Brussels (Brussels Morning) Irish Taoiseach Micheál Martin offered a formal state apology on Wednesday to all mothers and children who suffered in the nation’s mother-and-baby homes run by the Catholic Church in the 20th century, AP reported on Wednesday.
“We had a completely warped attitude to sexuality and intimacy,” Martin declared in his address to the Dail, Ireland’s parliament, “and young mothers and their sons and daughters were forced to pay a terrible price for that dysfunction.”
Abandoned by families
Martin’s apology was prompted by the release of the report of an inquiry into the infamous homes for unwed pregnant women and girls. The inquiry concluded that some 9,000 children died in 18 homes that operated during the 20th century.
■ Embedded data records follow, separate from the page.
//! OS metrics to Prometheus samples
//!
//! Names follow node_exporter where a counterpart exists so that existing
//! dashboards work for RDS instances; everything else lives under the
//! `rdsosmetrics_` prefix. Kilobyte figures are converted to bytes.

use std::collections::BTreeMap;

use crate::monitor::instance::MonitoredInstance;
use crate::utils::exposition::MetricSample;
use crate::utils::os_metrics::{DiskIo, OsMetrics};

const KB: f64 = 1024.0;

/// Accumulates samples sharing one base label set and timestamp
struct SampleBuilder {
    base_labels: BTreeMap<String, String>,
    timestamp: i64,
    samples: Vec<MetricSample>,
}

impl SampleBuilder {
    fn new(instance: &MonitoredInstance, timestamp: i64) -> Self {
        let mut base_labels = instance.labels.clone();
        base_labels.insert("instance".to_string(), instance.instance.clone());
        base_labels.insert("region".to_string(), instance.region.clone());

        SampleBuilder {
            base_labels,
            timestamp,
            samples: Vec::new(),
        }
    }

    fn gauge(&mut self, name: impl Into<String>, help: &'static str, value: f64) {
        self.gauge_with(name, help, value, &[]);
    }

    fn gauge_opt(&mut self, name: impl Into<String>, help: &'static str, value: Option<f64>) {
        if let Some(value) = value {
            self.gauge(name, help, value);
        }
    }

    fn gauge_with(
        &mut self,
        name: impl Into<String>,
        help: &'static str,
        value: f64,
        extra: &[(&str, &str)],
    ) {
        let mut labels = self.base_labels.clone();
        for (key, val) in extra {
            labels.insert((*key).to_string(), (*val).to_string());
        }

        self.samples.push(MetricSample {
            name: name.into(),
            help,
            labels,
            value,
            timestamp: Some(self.timestamp),
        });
    }
}

impl OsMetrics {
    /// Build the labeled samples for this document
    ///
    /// Every sample carries the instance's configured labels plus `instance`
    /// and `region`, and the document's own timestamp.
    pub fn to_samples(&self, instance: &MonitoredInstance) -> Vec<MetricSample> {
        let mut b = SampleBuilder::new(instance, self.timestamp.timestamp_millis());

        b.gauge(
            "rdsosmetrics_timestamp",
            "Metrics timestamp (UNIX seconds).",
            self.timestamp.timestamp() as f64,
        );
        b.gauge(
            "rdsosmetrics_General_numVCPUs",
            "The number of virtual CPUs for the DB instance.",
            self.num_vcpus as f64,
        );

        if let Some(cpu) = &self.cpu_utilization {
            for (mode, value) in cpu.modes() {
                b.gauge_with(
                    "node_cpu_average",
                    "The percentage of CPU utilization.",
                    value,
                    &[("cpu", "All"), ("mode", mode)],
                );
            }
        }

        if let Some(load) = &self.load_average_minute {
            b.gauge(
                "node_load1",
                "The number of processes requesting CPU time over the last minute.",
                load.one,
            );
            b.gauge(
                "node_load5",
                "The number of processes requesting CPU time over the last 5 minutes.",
                load.five,
            );
            b.gauge(
                "node_load15",
                "The number of processes requesting CPU time over the last 15 minutes.",
                load.fifteen,
            );
        }

        if let Some(mem) = &self.memory {
            let bytes = |v: Option<f64>| v.map(|kb| kb * KB);
            b.gauge_opt(
                "node_memory_Active_bytes",
                "The amount of assigned memory, in bytes.",
                bytes(mem.active),
            );
            b.gauge_opt(
                "node_memory_Buffers_bytes",
                "The amount of memory used for buffering I/O requests prior to writing to the storage device, in bytes.",
                bytes(mem.buffers),
            );
            b.gauge_opt(
                "node_memory_Cached_bytes",
                "The amount of memory used for caching file system-based I/O.",
                bytes(mem.cached),
            );
            b.gauge_opt(
                "node_memory_Dirty_bytes",
                "The amount of memory pages in RAM that have been modified but not written to their related data block in storage, in bytes.",
                bytes(mem.dirty),
            );
            b.gauge_opt(
                "node_memory_MemFree_bytes",
                "The amount of unassigned memory, in bytes.",
                bytes(mem.free),
            );
            b.gauge_opt(
                "node_memory_HugePages_Free",
                "The number of free huge pages. Huge pages are a feature of the Linux kernel.",
                mem.huge_pages_free,
            );
            b.gauge_opt(
                "node_memory_HugePages_Rsvd",
                "The number of committed huge pages.",
                mem.huge_pages_rsvd,
            );
            b.gauge_opt(
                "node_memory_Hugepagesize_bytes",
                "The size for each huge pages unit, in bytes.",
                bytes(mem.huge_pages_size),
            );
            b.gauge_opt(
                "node_memory_HugePages_Surp",
                "The number of available surplus huge pages over the total.",
                mem.huge_pages_surp,
            );
            b.gauge_opt(
                "node_memory_HugePages_Total",
                "The total number of huge pages for the system.",
                mem.huge_pages_total,
            );
            b.gauge_opt(
                "node_memory_Inactive_bytes",
                "The amount of least-frequently used memory pages, in bytes.",
                bytes(mem.inactive),
            );
            b.gauge_opt(
                "node_memory_Mapped_bytes",
                "The total amount of file-system contents that is memory mapped inside a process address space, in bytes.",
                bytes(mem.mapped),
            );
            b.gauge_opt(
                "node_memory_PageTables_bytes",
                "The amount of memory used by page tables, in bytes.",
                bytes(mem.page_tables),
            );
            b.gauge_opt(
                "node_memory_Slab_bytes",
                "The amount of reusable kernel data structures, in bytes.",
                bytes(mem.slab),
            );
            b.gauge_opt(
                "node_memory_MemTotal_bytes",
                "The total amount of memory, in bytes.",
                bytes(mem.total),
            );
            b.gauge_opt(
                "node_memory_Writeback_bytes",
                "The amount of dirty pages in RAM that are still being written to the backing storage, in bytes.",
                bytes(mem.writeback),
            );
        }

        if let Some(tasks) = &self.tasks {
            b.gauge_opt(
                "node_procs_blocked",
                "The number of tasks that are blocked.",
                tasks.blocked,
            );
            b.gauge_opt(
                "node_procs_running",
                "The number of tasks that are running.",
                tasks.running,
            );
            b.gauge_opt(
                "rdsosmetrics_tasks_sleeping",
                "The number of tasks that are sleeping.",
                tasks.sleeping,
            );
            b.gauge_opt(
                "rdsosmetrics_tasks_stopped",
                "The number of tasks that are stopped.",
                tasks.stopped,
            );
            b.gauge_opt(
                "rdsosmetrics_tasks_total",
                "The total number of tasks.",
                tasks.total,
            );
            b.gauge_opt(
                "rdsosmetrics_tasks_zombie",
                "The number of child tasks that are inactive with an active parent task.",
                tasks.zombie,
            );
        }

        if let Some(swap) = &self.swap {
            b.gauge_opt(
                "node_memory_SwapCached_bytes",
                "The amount of swap memory used as cache memory, in bytes.",
                swap.cached.map(|kb| kb * KB),
            );
            b.gauge_opt(
                "node_memory_SwapFree_bytes",
                "The total amount of swap memory free, in bytes.",
                swap.free.map(|kb| kb * KB),
            );
            b.gauge_opt(
                "node_memory_SwapTotal_bytes",
                "The total amount of swap memory available, in bytes.",
                swap.total.map(|kb| kb * KB),
            );
            b.gauge_opt(
                "node_vmstat_pswpin",
                "The amount of memory, in kilobytes, swapped in from disk.",
                swap.swap_in,
            );
            b.gauge_opt(
                "node_vmstat_pswpout",
                "The amount of memory, in kilobytes, swapped out to disk.",
                swap.swap_out,
            );
        }

        for iface in &self.network {
            let labels = [("interface", iface.interface.as_str())];
            b.gauge_with(
                "rdsosmetrics_network_rx",
                "The number of bytes received per second.",
                iface.rx,
                &labels,
            );
            b.gauge_with(
                "rdsosmetrics_network_tx",
                "The number of bytes uploaded per second.",
                iface.tx,
                &labels,
            );
        }

        for disk in &self.disk_io {
            let device = disk.device.as_deref().unwrap_or("");
            for (field, help, value) in disk_io_fields(disk) {
                if let Some(value) = value {
                    b.gauge_with(
                        format!("rdsosmetrics_diskIO_{field}"),
                        help,
                        value,
                        &[("device", device)],
                    );
                }
            }
        }

        for fs in &self.file_sys {
            let labels = [
                ("name", fs.name.as_str()),
                ("mountpoint", fs.mount_point.as_str()),
            ];
            b.gauge_with(
                "node_filesystem_size_bytes",
                "The total amount of disk space available for the file system, in bytes.",
                fs.total * KB,
                &labels,
            );
            b.gauge_with(
                "node_filesystem_free_bytes",
                "The amount of disk space not used by the file system, in bytes.",
                (fs.total - fs.used) * KB,
                &labels,
            );
            b.gauge_with(
                "node_filesystem_files",
                "The maximum number of files that can be created for the file system.",
                fs.max_files,
                &labels,
            );
            b.gauge_with(
                "node_filesystem_files_free",
                "The number of files that can still be created for the file system.",
                fs.max_files - fs.used_files,
                &labels,
            );
            if let Some(pct) = fs.used_percent {
                b.gauge_with(
                    "rdsosmetrics_fileSys_usedPercent",
                    "The percentage of available disk-space in use.",
                    pct,
                    &labels,
                );
            }
            if let Some(pct) = fs.used_file_percent {
                b.gauge_with(
                    "rdsosmetrics_fileSys_usedFilePercent",
                    "The percentage of available files in use.",
                    pct,
                    &labels,
                );
            }
        }

        b.samples
    }
}

fn disk_io_fields(d: &DiskIo) -> [(&'static str, &'static str, Option<f64>); 18] {
    [
        (
            "avgQueueLen",
            "The number of requests waiting in the I/O device's queue.",
            d.avg_queue_len,
        ),
        (
            "avgReqSz",
            "The average request size, in kilobytes.",
            d.avg_req_sz,
        ),
        (
            "await",
            "The number of milliseconds required to respond to requests, including queue time and service time.",
            d.await_ms,
        ),
        (
            "readIOsPS",
            "The number of read operations per second.",
            d.read_ios_ps,
        ),
        ("readKb", "The total number of kilobytes read.", d.read_kb),
        (
            "readKbPS",
            "The number of kilobytes read per second.",
            d.read_kb_ps,
        ),
        (
            "rrqmPS",
            "The number of merged read requests queued per second.",
            d.rrqm_ps,
        ),
        ("tps", "The number of I/O transactions per second.", d.tps),
        (
            "util",
            "The percentage of CPU time during which requests were issued.",
            d.util,
        ),
        (
            "writeIOsPS",
            "The number of write operations per second.",
            d.write_ios_ps,
        ),
        (
            "writeKb",
            "The total number of kilobytes written.",
            d.write_kb,
        ),
        (
            "writeKbPS",
            "The number of kilobytes written per second.",
            d.write_kb_ps,
        ),
        (
            "wrqmPS",
            "The number of merged write requests queued per second.",
            d.wrqm_ps,
        ),
        (
            "diskQueueDepth",
            "The number of outstanding I/Os waiting to access the disk.",
            d.disk_queue_depth,
        ),
        (
            "readLatency",
            "The average amount of time taken per disk read operation, in milliseconds.",
            d.read_latency,
        ),
        (
            "readThroughput",
            "The amount of network throughput used by read requests, in bytes per second.",
            d.read_throughput,
        ),
        (
            "writeLatency",
            "The average amount of time taken per disk write operation, in milliseconds.",
            d.write_latency,
        ),
        (
            "writeThroughput",
            "The amount of network throughput used by write requests, in bytes per second.",
            d.write_throughput,
        ),
    ]
}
These homes housed orphans, babies born out of wedlock and their mothers, most of whom were abandoned by their families and hidden away out of shame. Numerous children were forcefully separated from their mothers and given for adoption.
Mass graves
The church-run institutions came under scrutiny in 2014, after historian Catherine Corless, seeking death certificates for nearly 800 children in one such home in the west of Ireland, could only find the death record for one child. Later excavations found a mass grave in an underground sewage structure, containing the remains of hundreds of babies and young children.
Children and their mothers were frequently mistreated, malnourished, exploited for labour, and subjected to substandard healthcare while in care. Up to 15% of all children housed in the homes died from disease and infections.
The report, a result of a six-year long investigation commissioned by the government in 2014, covered a period of 76 years between 1922 and 1998. It found that 56,000 unmarried mothers and about 57,000 children were housed in the 18 homes. .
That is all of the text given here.